RECORDS PROVIDED:
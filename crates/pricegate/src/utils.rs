/// Invokes the wrapped closure when dropped.
///
/// Used to guarantee settlement-time cleanup on futures that may be dropped
/// before completion.
pub(crate) struct CallOnDrop<F: FnOnce()>(Option<F>);

impl<F: FnOnce()> CallOnDrop<F> {
    pub fn new(f: F) -> Self {
        Self(Some(f))
    }
}

impl<F: FnOnce()> Drop for CallOnDrop<F> {
    fn drop(&mut self) {
        if let Some(f) = self.0.take() {
            f()
        }
    }
}
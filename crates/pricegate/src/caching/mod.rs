//! The stateful building blocks of the fetch engine.
//!
//! [`ResultCache`], [`InFlightRegistry`] and [`HealthMonitor`] are process-wide
//! singletons owned by the [`ApiService`](crate::ApiService); they never
//! interact with each other directly, the coordinator sequences them.

mod cache_key;
mod health;
mod inflight;
mod memory;

pub use cache_key::CacheKey;
pub use health::{HealthMonitor, HealthSnapshot};
pub use inflight::{InFlightRegistry, SharedOperation};
pub use memory::ResultCache;
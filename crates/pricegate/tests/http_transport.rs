//! Tests for [`HttpTransport`] against a real local server.
//!
//! These bind real sockets and therefore run on the real clock.

use std::time::Duration;

use pricegate::config::HttpConfig;
use pricegate::error::ApiError;
use pricegate::transport::{ApiRequest, HttpTransport, Method, Transport};
use serde_json::json;

use pricegate_test::{self as test, StatusCode};

fn transport_for(server: &test::Server, token: Option<&str>) -> HttpTransport {
    let config = HttpConfig {
        base_url: server.url("/"),
        bearer_token: token.map(String::from),
        timeout: Duration::from_secs(5),
    };
    HttpTransport::new(&config).unwrap()
}

#[tokio::test]
async fn test_get_sends_query_and_auth() {
    test::setup();
    let server = test::echo_server();
    let transport = transport_for(&server, Some("sekret"));

    let request = ApiRequest::get(
        "plans/7",
        vec![("currency".to_owned(), "eur".to_owned())],
    );
    let payload = transport.send(request).await.unwrap();

    assert_eq!(payload["method"], "GET");
    assert_eq!(payload["path"], "/plans/7");
    assert_eq!(payload["query"], "currency=eur");
    assert_eq!(payload["authorization"], "Bearer sekret");
    assert_eq!(payload["body"], json!(null));
}

#[tokio::test]
async fn test_post_sends_json_body() {
    test::setup();
    let server = test::echo_server();
    let transport = transport_for(&server, None);

    let body = json!({"title": "Deluxe", "price": 995});
    let request = ApiRequest::write(Method::Post, "plans", Some(body.clone()));
    let payload = transport.send(request).await.unwrap();

    assert_eq!(payload["method"], "POST");
    assert_eq!(payload["body"], body);
    assert_eq!(payload["authorization"], json!(null));
}

#[tokio::test]
async fn test_error_status_carries_the_body_excerpt() {
    test::setup();
    let server = test::raw_server(StatusCode::SERVICE_UNAVAILABLE, "maintenance window");
    let transport = transport_for(&server, None);

    let error = transport
        .send(ApiRequest::get("plans", vec![]))
        .await
        .unwrap_err();

    let ApiError::Transport(message) = error else {
        panic!("expected a transport error, got {error:?}");
    };
    assert!(message.contains("503"), "{message}");
    assert!(message.contains("maintenance window"), "{message}");
}

#[tokio::test]
async fn test_invalid_json_is_a_decode_error() {
    test::setup();
    let server = test::raw_server(StatusCode::OK, "<html>definitely not json</html>");
    let transport = transport_for(&server, None);

    let error = transport
        .send(ApiRequest::get("plans", vec![]))
        .await
        .unwrap_err();
    assert!(matches!(error, ApiError::Decode(_)), "{error:?}");
}

#[tokio::test]
async fn test_slow_responses_time_out() {
    test::setup();
    let server = test::slow_server(Duration::from_secs(5), json!({}));

    let config = HttpConfig {
        base_url: server.url("/"),
        bearer_token: None,
        timeout: Duration::from_millis(100),
    };
    let transport = HttpTransport::new(&config).unwrap();

    let error = transport
        .send(ApiRequest::get("plans", vec![]))
        .await
        .unwrap_err();
    assert_eq!(error, ApiError::Timeout(Duration::from_millis(100)));
}

#[tokio::test]
async fn test_unreachable_backend_is_a_transport_error() {
    test::setup();
    let config = HttpConfig {
        // Port 1 is never listening.
        base_url: "http://127.0.0.1:1/".parse().unwrap(),
        bearer_token: None,
        timeout: Duration::from_secs(1),
    };
    let transport = HttpTransport::new(&config).unwrap();

    let error = transport
        .send(ApiRequest::get("plans", vec![]))
        .await
        .unwrap_err();
    assert!(matches!(error, ApiError::Transport(_)), "{error:?}");
}
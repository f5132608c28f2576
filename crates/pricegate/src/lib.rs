//! A client-side caching and resilience layer for a JSON HTTP API.
//!
//! The crate sits between consumers and a remote backend and keeps repeat
//! traffic off the wire:
//!
//! - successful reads land in a TTL-bounded [`caching::ResultCache`],
//! - concurrent identical requests are collapsed onto one network operation
//!   by the [`caching::InFlightRegistry`],
//! - a [`caching::HealthMonitor`] fails calls fast while the backend is
//!   struggling,
//! - [`with_retry`] re-issues failed reads with exponential backoff.
//!
//! [`ApiService`] wires these together; [`ResourceClient`] adds the
//! per-resource state (payload, loading and error flags, background refresh)
//! a typical consumer wants.

pub mod caching;
pub mod config;
pub mod error;
pub mod logging;
pub mod resource;
pub mod retry;
pub mod service;
pub mod transport;
mod utils;

pub use error::ApiError;
pub use resource::{AutoRefresh, ResourceClient};
pub use retry::{RetryPolicy, with_retry};
pub use service::ApiService;

/// A decoded response body, shared between the cache and all waiters.
pub type Payload = std::sync::Arc<serde_json::Value>;
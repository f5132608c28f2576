use std::fs;
use std::path::Path;
use std::time::Duration;

use anyhow::{Context, Result};
use serde::{Deserialize, Deserializer, de};
use tracing::level_filters::LevelFilter;
use url::Url;

/// Controls the log format.
#[derive(Clone, Copy, Debug, Eq, PartialEq, Deserialize)]
#[serde(rename_all = "lowercase")]
pub enum LogFormat {
    /// Auto detect (pretty for tty, simplified for other)
    Auto,
    /// With colors
    Pretty,
    /// Simplified log output
    Simplified,
    /// Dump out JSON lines
    Json,
}

/// Controls the logging system.
#[derive(Clone, Debug, Deserialize)]
#[serde(default)]
pub struct Logging {
    /// The log level for the engine.
    #[serde(deserialize_with = "deserialize_level_filter")]
    pub level: LevelFilter,
    /// Controls the log format.
    pub format: LogFormat,
    /// When set to true, backtraces are forced on.
    pub enable_backtraces: bool,
}

impl Default for Logging {
    fn default() -> Self {
        Logging {
            level: LevelFilter::INFO,
            format: LogFormat::Auto,
            enable_backtraces: true,
        }
    }
}

/// Fine-tuning of the read-result cache.
#[derive(Debug, Clone, Deserialize, Eq, PartialEq)]
#[serde(default)]
pub struct CacheConfig {
    /// Maximum age before a cached payload is treated as absent.
    ///
    /// Defaults to one hour, matching the cache window of the upstream proxy,
    /// so client-side staleness is bounded by the same duration.
    #[serde(with = "humantime_serde")]
    pub ttl: Duration,
    /// Maximum number of payloads held in memory.
    pub max_capacity: u64,
}

impl Default for CacheConfig {
    fn default() -> Self {
        Self {
            ttl: Duration::from_secs(3600),
            max_capacity: 1_000,
        }
    }
}

/// Fine-tuning of the circuit breaker.
#[derive(Debug, Clone, Deserialize, Eq, PartialEq)]
#[serde(default)]
pub struct HealthConfig {
    /// How long requests are refused after a failure.
    ///
    /// The block starts with the first failure of an episode and is not
    /// extended by further failures while it is active.
    #[serde(with = "humantime_serde")]
    pub block_time: Duration,
}

impl Default for HealthConfig {
    fn default() -> Self {
        Self {
            block_time: Duration::from_secs(30),
        }
    }
}

/// Default retry behavior for consumer-side reads.
#[derive(Debug, Clone, Deserialize, Eq, PartialEq)]
#[serde(default)]
pub struct RetryConfig {
    /// Total number of attempts, including the first one.
    pub max_attempts: u32,
    /// Delay before the first retry; doubles on every further retry.
    #[serde(with = "humantime_serde")]
    pub base_delay: Duration,
}

impl Default for RetryConfig {
    fn default() -> Self {
        Self {
            max_attempts: 3,
            base_delay: Duration::from_secs(1),
        }
    }
}

/// Connection settings for the HTTP transport.
#[derive(Debug, Clone, Deserialize, Eq, PartialEq)]
#[serde(default)]
pub struct HttpConfig {
    /// Base URL of the API proxy; request paths are joined onto it.
    pub base_url: Url,
    /// Bearer token attached to every request.
    pub bearer_token: Option<String>,
    /// Request timeout applied by the client.
    #[serde(with = "humantime_serde")]
    pub timeout: Duration,
}

impl Default for HttpConfig {
    fn default() -> Self {
        Self {
            base_url: "http://127.0.0.1:8080/"
                .parse()
                .expect("default base url must parse"),
            bearer_token: None,
            timeout: Duration::from_secs(30),
        }
    }
}

#[derive(Clone, Debug, Default, Deserialize)]
#[serde(default)]
pub struct Config {
    pub logging: Logging,
    pub cache: CacheConfig,
    pub health: HealthConfig,
    pub retry: RetryConfig,
    pub http: HttpConfig,
}

impl Config {
    pub fn get(path: Option<&Path>) -> Result<Self> {
        match path {
            Some(path) => Self::from_reader(
                fs::File::open(path).context("failed to open configuration file")?,
            ),
            None => Ok(Config::default()),
        }
    }

    fn from_reader(mut reader: impl std::io::Read) -> Result<Self> {
        let mut config = String::new();
        reader
            .read_to_string(&mut config)
            .context("failed to read configuration file")?;
        serde_yaml::from_str(&config).context("failed to parse config YAML")
    }
}

fn deserialize_level_filter<'de, D>(deserializer: D) -> Result<LevelFilter, D::Error>
where
    D: Deserializer<'de>,
{
    let level = String::deserialize(deserializer)?;
    level.parse().map_err(de::Error::custom)
}

#[cfg(test)]
mod tests {
    use super::*;

    #[test]
    fn test_empty_config() {
        // Regression test: an empty YAML mapping must produce the defaults.
        let cfg = Config::from_reader("{}".as_bytes()).unwrap();
        assert_eq!(cfg.cache.ttl, Duration::from_secs(3600));
        assert_eq!(cfg.health.block_time, Duration::from_secs(30));
        assert_eq!(cfg.retry.max_attempts, 3);
    }

    #[test]
    fn test_humantime_durations() {
        let yaml = r#"
            cache:
              ttl: 15m
            health:
              block_time: 2m 30s
            retry:
              base_delay: 250ms
        "#;
        let cfg = Config::from_reader(yaml.as_bytes()).unwrap();
        assert_eq!(cfg.cache.ttl, Duration::from_secs(900));
        assert_eq!(cfg.health.block_time, Duration::from_secs(150));
        assert_eq!(cfg.retry.base_delay, Duration::from_millis(250));
    }

    #[test]
    fn test_http_section() {
        let yaml = r#"
            http:
              base_url: "https://api.example.com/v1/proxy/"
              bearer_token: "sk_live_123"
              timeout: 10s
        "#;
        let cfg = Config::from_reader(yaml.as_bytes()).unwrap();
        assert_eq!(
            cfg.http.base_url.as_str(),
            "https://api.example.com/v1/proxy/"
        );
        assert_eq!(cfg.http.bearer_token.as_deref(), Some("sk_live_123"));
        assert_eq!(cfg.http.timeout, Duration::from_secs(10));
    }

    #[test]
    fn test_logging_section() {
        let yaml = r#"
            logging:
              level: debug
              format: json
              enable_backtraces: false
        "#;
        let cfg = Config::from_reader(yaml.as_bytes()).unwrap();
        assert_eq!(cfg.logging.level, LevelFilter::DEBUG);
        assert_eq!(cfg.logging.format, LogFormat::Json);
        assert!(!cfg.logging.enable_backtraces);
    }

    #[test]
    fn test_invalid_level_is_rejected() {
        let yaml = "logging:\n  level: shouting\n";
        assert!(Config::from_reader(yaml.as_bytes()).is_err());
    }
}
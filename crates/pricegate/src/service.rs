use std::sync::Arc;

use futures::FutureExt;
use serde_json::Value;

use crate::Payload;
use crate::caching::{
    CacheKey, HealthMonitor, HealthSnapshot, InFlightRegistry, ResultCache, SharedOperation,
};
use crate::config::Config;
use crate::error::ApiError;
use crate::transport::{ApiRequest, Method, Transport};
use crate::utils::CallOnDrop;

/// What to do with the result cache once a request succeeds.
#[derive(Clone, Copy)]
enum WriteBack {
    /// Store the payload under the request's key (reads).
    Store,
    /// Drop the entire read cache (mutations).
    Invalidate,
}

/// The central fetch coordinator.
///
/// Construct one instance at application start and hand the [`Arc`] to every
/// consumer; the cache, the in-flight registry and the circuit breaker are
/// deliberately not reachable as globals.
///
/// For any number of concurrent callers requesting the same logical resource,
/// the service issues at most one network call: the first caller registers a
/// shared operation, everyone else joins it and observes the identical
/// settlement. Successful reads are cached for the configured TTL; any
/// successful mutation clears the whole read cache, the engine does not track
/// per-resource invalidation. A failure opens the [`HealthMonitor`] breaker,
/// and while it is open both reads and writes fail fast with
/// [`ApiError::Blocked`] without touching the network.
pub struct ApiService {
    transport: Arc<dyn Transport>,
    cache: ResultCache,
    inflight: InFlightRegistry,
    health: HealthMonitor,
}

impl std::fmt::Debug for ApiService {
    fn fmt(&self, f: &mut std::fmt::Formatter<'_>) -> std::fmt::Result {
        f.debug_struct("ApiService")
            .field("cache", &self.cache)
            .field("in_flight", &self.inflight.len())
            .field("health", &self.health.snapshot())
            .finish()
    }
}

impl ApiService {
    pub fn new(config: &Config, transport: Arc<dyn Transport>) -> Arc<Self> {
        Arc::new(Self {
            transport,
            cache: ResultCache::new(&config.cache),
            inflight: InFlightRegistry::default(),
            health: HealthMonitor::new(&config.health),
        })
    }

    /// Fetches a resource, going to the network only when necessary.
    ///
    /// The fast paths, in order: a fresh cached payload (unless
    /// `force_refresh`), then an in-flight request for the same key. A forced
    /// refresh skips the cache but still joins an existing in-flight request
    /// rather than stacking a second call onto an already inbound response,
    /// and still registers itself so later callers can join it.
    pub async fn fetch(
        self: &Arc<Self>,
        path: &str,
        params: &[(&str, &str)],
        force_refresh: bool,
    ) -> Result<Payload, ApiError> {
        let key = CacheKey::for_read(path, params);
        self.ensure_available()?;

        if !force_refresh {
            if let Some(payload) = self.cache.get(&key) {
                tracing::trace!(%key, path, "serving cached payload");
                return Ok(payload);
            }
        }

        let query = params
            .iter()
            .map(|(name, value)| (name.to_string(), value.to_string()))
            .collect();
        let request = ApiRequest::get(path, query);

        let (operation, created) = self
            .inflight
            .join_or_insert(&key, || self.begin(key.clone(), request, WriteBack::Store));
        if !created {
            tracing::trace!(%key, path, "joining in-flight request");
        }
        operation.await
    }

    /// Issues a mutation against the backend.
    ///
    /// Identical mutations (same method, path and body) issued while one is
    /// on the wire collapse into a single request, which keeps rapid
    /// double-submits harmless. On success the entire read cache is cleared;
    /// on failure it is left untouched.
    pub async fn mutate(
        self: &Arc<Self>,
        method: Method,
        path: &str,
        body: Option<Value>,
    ) -> Result<Payload, ApiError> {
        debug_assert!(method != Method::Get, "mutations must not use GET");

        let key = CacheKey::for_write(method, path, body.as_ref());
        self.ensure_available()?;

        let request = ApiRequest::write(method, path, body);
        let (operation, created) = self.inflight.join_or_insert(&key, || {
            self.begin(key.clone(), request, WriteBack::Invalidate)
        });
        if !created {
            tracing::debug!(%key, path, "joining identical in-flight mutation");
        }
        operation.await
    }

    /// Starts the actual network operation for `request`.
    ///
    /// The operation runs on its own task: once started it runs to
    /// completion even if every interested caller gives up, matching the
    /// no-cancellation contract. It releases its in-flight slot when it
    /// settles, via a drop guard, so not even a panic in settlement handling
    /// can leave a stuck registration behind.
    fn begin(self: &Arc<Self>, key: CacheKey, request: ApiRequest, write_back: WriteBack) -> SharedOperation {
        let service = Arc::clone(self);

        let task = tokio::spawn(async move {
            let _release = CallOnDrop::new({
                let service = Arc::clone(&service);
                let key = key.clone();
                move || service.inflight.release(&key)
            });

            match service.transport.send(request).await {
                Ok(value) => {
                    let payload = Payload::new(value);
                    service.health.record_success();
                    match write_back {
                        WriteBack::Store => service.cache.insert(key, payload.clone()),
                        WriteBack::Invalidate => service.cache.clear_all(),
                    }
                    Ok(payload)
                }
                Err(error) => {
                    service.health.record_failure();
                    tracing::debug!(%key, %error, "api request failed");
                    Err(error)
                }
            }
        });

        let future = async move {
            task.await
                .unwrap_or_else(|error| Err(ApiError::Transport(format!("request task failed: {error}"))))
        };
        future.boxed().shared()
    }

    fn ensure_available(&self) -> Result<(), ApiError> {
        match self.health.retry_after() {
            None => Ok(()),
            Some(retry_after) => Err(ApiError::Blocked(retry_after)),
        }
    }

    /// Whether the circuit breaker currently admits requests.
    pub fn is_available(&self) -> bool {
        self.health.is_available()
    }

    /// Read-only view of the circuit breaker, for observability.
    pub fn health(&self) -> HealthSnapshot {
        self.health.snapshot()
    }

    /// Manually closes the circuit breaker.
    pub fn reset_health(&self) {
        self.health.reset();
    }

    /// Manually drops every cached read result.
    pub fn clear_cache(&self) {
        self.cache.clear_all();
    }

    /// Number of requests currently on the wire.
    pub fn in_flight_count(&self) -> usize {
        self.inflight.len()
    }
}
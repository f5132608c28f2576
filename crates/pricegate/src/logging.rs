use std::env;

use tracing::level_filters::LevelFilter;
use tracing_subscriber::EnvFilter;
use tracing_subscriber::fmt::time::UtcTime;
use tracing_subscriber::prelude::*;
use tracing_subscriber::util::SubscriberInitExt;

use crate::config::{Config, LogFormat};

fn get_rust_log(level: LevelFilter) -> &'static str {
    match level {
        LevelFilter::OFF => "",
        LevelFilter::ERROR => "ERROR",
        LevelFilter::WARN => "WARN",
        LevelFilter::INFO => "INFO",
        LevelFilter::DEBUG => {
            "INFO,\
             pricegate=DEBUG"
        }
        LevelFilter::TRACE => {
            "INFO,\
             pricegate=TRACE"
        }
    }
}

/// Initializes logging for the engine's host process.
///
/// This considers the `RUST_LOG` environment variable and defaults it to the
/// level specified in the configuration. Additionally, this toggles
/// `RUST_BACKTRACE` based on the
/// [`enable_backtraces`](crate::config::Logging::enable_backtraces) config value.
///
/// # Safety
/// This function uses [`std::env::set_var`] to modify the environment. That
/// function is only safe to call in single-threaded contexts to prevent
/// unsynchronized concurrent access to the environment.
pub unsafe fn init_logging(config: &Config) {
    if config.logging.enable_backtraces {
        // SAFETY: As documented, this function may only be called in a
        // single-threaded context.
        unsafe { env::set_var("RUST_BACKTRACE", "1") };
    }

    let rust_log =
        env::var("RUST_LOG").unwrap_or_else(|_| get_rust_log(config.logging.level).to_string());

    let fmt_layer = {
        let layer = tracing_subscriber::fmt::layer()
            .with_timer(UtcTime::rfc_3339())
            .with_target(true);

        match (config.logging.format, console::user_attended()) {
            (LogFormat::Auto, true) | (LogFormat::Pretty, _) => layer.pretty().boxed(),
            (LogFormat::Auto, false) | (LogFormat::Simplified, _) => {
                layer.compact().with_ansi(false).boxed()
            }
            (LogFormat::Json, _) => {
                init_json_logging(&rust_log);
                return;
            }
        }
    }
    .with_filter(EnvFilter::new(&rust_log));

    tracing_subscriber::registry().with(fmt_layer).init();
}

fn init_json_logging(env_filter: &str) {
    tracing_subscriber::fmt()
        .with_timer(UtcTime::rfc_3339())
        .with_target(true)
        .with_env_filter(env_filter)
        .json()
        .flatten_event(true)
        .with_current_span(true)
        .with_span_list(true)
        .with_file(true)
        .with_line_number(true)
        .init();
}
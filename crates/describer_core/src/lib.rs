//! Describer core: pure dialog state machine and view-model helpers.
mod config;
mod effect;
mod link;
mod msg;
mod state;
mod update;
mod view_model;

pub use config::{AiConfig, AiProvider, ConfigField};
pub use effect::Effect;
pub use link::{missing_descriptions, needs_description, LinkId, LinkItem};
pub use msg::Msg;
pub use state::{BatchId, BatchProgress, Confirmation, DialogState, Notice};
pub use update::update;
pub use view_model::{mask_api_key, BatchPanel, DialogViewModel};
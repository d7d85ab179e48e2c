use std::io::{self, BufRead};
use std::sync::mpsc;
use std::thread;
use std::time::Duration;

use anyhow::Context;
use describer_core::{update, ConfigField, DialogState, Effect, LinkItem, Msg};
use describer_engine::{BatchEvent, EngineHandle, GeneratorSettings};
use describer_logging::{describer_error, describer_info};

use crate::cli::{Cli, Command, ConfigureArgs};
use crate::effects::EffectRunner;
use crate::persistence::{next_link_id, Store};
use crate::ui;

const POLL_INTERVAL: Duration = Duration::from_millis(75);

pub fn run(cli: Cli) -> anyhow::Result<()> {
    let store = Store::new(cli.data_dir.clone());
    describer_info!("Data dir {:?}", cli.data_dir);

    match cli.command {
        Command::Show => show(&store),
        Command::Configure(args) => configure(store, args),
        Command::Add {
            title,
            url,
            description,
        } => add(&store, title, url, description),
        Command::Generate { yes } => generate(store, yes),
    }
}

/// The owner side of the dialog: holds the state and feeds it messages.
struct Session {
    state: DialogState,
    runner: EffectRunner,
}

impl Session {
    fn open(runner: EffectRunner) -> Self {
        let store = runner.store();
        let state = DialogState::with_owner(store.load_config(), store.load_links());
        let mut session = Self { state, runner };
        session.dispatch(Msg::DialogOpened);
        session
    }

    fn dispatch(&mut self, msg: Msg) -> Vec<Effect> {
        let state = std::mem::take(&mut self.state);
        let (state, effects) = update(state, msg);
        self.state = state;
        self.runner.execute(effects.clone());
        effects
    }
}

fn show(store: &Store) -> anyhow::Result<()> {
    let state = DialogState::with_owner(store.load_config(), store.load_links());
    for line in ui::render::render_links(state.links()) {
        println!("{line}");
    }
    println!();
    for line in ui::render::render(&state.view()) {
        println!("{line}");
    }
    Ok(())
}

fn configure(store: Store, args: ConfigureArgs) -> anyhow::Result<()> {
    let mut session = Session::open(EffectRunner::new(store));
    if args.is_empty() {
        for line in ui::render::render_config(&session.state.view()) {
            println!("{line}");
        }
        session.dispatch(Msg::CancelClicked);
        return Ok(());
    }

    let fields = [
        args.provider.map(|p| ConfigField::Provider(p.into())),
        args.api_key.map(ConfigField::ApiKey),
        args.base_url.map(ConfigField::BaseUrl),
        args.model.map(ConfigField::Model),
    ];
    for field in fields.into_iter().flatten() {
        session.dispatch(Msg::FieldEdited(field));
    }
    let view = session.state.view();
    session.dispatch(Msg::SaveClicked);

    println!("Saved configuration:");
    for line in ui::render::render_config(&view) {
        println!("{line}");
    }
    Ok(())
}

fn add(
    store: &Store,
    title: String,
    url: String,
    description: Option<String>,
) -> anyhow::Result<()> {
    let mut links = store.load_links();
    let link = LinkItem {
        id: next_link_id(&links),
        title,
        url,
        description,
    };
    println!("Added link {}", link.id);
    links.push(link);
    store.save_links(&links).context("saving links")
}

fn generate(store: Store, assume_yes: bool) -> anyhow::Result<()> {
    let engine = EngineHandle::new(GeneratorSettings::default());
    let mut session = Session::open(EffectRunner::with_engine(store, engine));

    session.dispatch(Msg::GenerateClicked);
    if let Some(notice) = session.state.notice() {
        println!("{}", notice.message());
        session.dispatch(Msg::NoticeDismissed);
        return Ok(());
    }
    let Some(confirmation) = session.state.confirmation() else {
        return Ok(());
    };

    let accepted = assume_yes || ui::prompt::confirm(&confirmation.prompt())?;
    if !accepted {
        session.dispatch(Msg::GenerateDeclined);
        println!("Nothing generated.");
        return Ok(());
    }
    session.dispatch(Msg::GenerateConfirmed);

    let stop_rx = spawn_stop_listener();
    loop {
        if stop_rx.try_recv().is_ok() && session.state.is_processing() {
            println!("Stopping after the current link...");
            session.dispatch(Msg::StopClicked);
        }

        // The loop ends on the run's terminal event, which also follows a stop
        // once the in-flight item has unwound.
        let received = match session.runner.engine() {
            Some(engine) => engine.recv_timeout(POLL_INTERVAL),
            None => anyhow::bail!("no batch engine running"),
        };
        let Some(event) = received.context("batch engine went away before the run finished")?
        else {
            continue;
        };

        let terminal = event.is_terminal();
        let mut aborted = None;
        match &event.event {
            BatchEvent::Started { .. } | BatchEvent::Progress(_) => {}
            BatchEvent::LinksPublished(links) => {
                // Every publish is persisted so a later stop or crash keeps the work.
                if let Err(err) = session.runner.store().save_links(links) {
                    describer_error!("Failed to save links: {:#}", err);
                }
            }
            BatchEvent::ItemFailed { id, error } => {
                println!("Link {id}: {error}");
            }
            BatchEvent::Finished(summary) => {
                println!(
                    "Done: {} described, {} failed{}.",
                    summary.succeeded,
                    summary.failed.len(),
                    if summary.stopped { ", stopped early" } else { "" }
                );
            }
            BatchEvent::Aborted { reason } => aborted = Some(reason.clone()),
        }
        if let Some(msg) = event.into_msg() {
            session.dispatch(msg);
        }
        if let Some(reason) = aborted {
            session.dispatch(Msg::CancelClicked);
            anyhow::bail!("batch aborted: {reason}");
        }
        if terminal {
            break;
        }

        if session.state.consume_dirty() && session.state.is_processing() {
            println!("{}", ui::render::render_panel(session.state.view().panel));
        }
    }

    session.dispatch(Msg::CancelClicked);
    Ok(())
}

/// Reads stdin lines on a helper thread and signals each stop command.
fn spawn_stop_listener() -> mpsc::Receiver<()> {
    let (tx, rx) = mpsc::channel();
    thread::spawn(move || {
        let stdin = io::stdin();
        for line in stdin.lock().lines() {
            let Ok(line) = line else {
                break;
            };
            if ui::prompt::is_stop_command(&line) && tx.send(()).is_err() {
                break;
            }
        }
    });
    rx
}
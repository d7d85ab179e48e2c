use crate::{AiConfig, BatchId, LinkItem};

#[derive(Debug, Clone, PartialEq, Eq)]
pub enum Effect {
    /// Hand the committed draft to the owner.
    SaveConfig(AiConfig),
    /// Run a batch over a snapshot of the owner's links.
    StartBatch {
        batch_id: BatchId,
        config: AiConfig,
        links: Vec<LinkItem>,
    },
    /// Raise the stop signal of the running batch.
    StopBatch,
}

WORK TO BE COMPLETED:
Every line of the listing that holds the word "InFlightRegistry" is to be found and copied.

SOLUTION TO THE PROBLEM:
//! [`ResultCache`], [`InFlightRegistry`] and [`HealthMonitor`] are process-wide
pub use inflight::{InFlightRegistry, SharedOperation};
//!   by the [`caching::InFlightRegistry`],
    CacheKey, HealthMonitor, HealthSnapshot, InFlightRegistry, ResultCache, SharedOperation,
    inflight: InFlightRegistry,
            inflight: InFlightRegistry::default(),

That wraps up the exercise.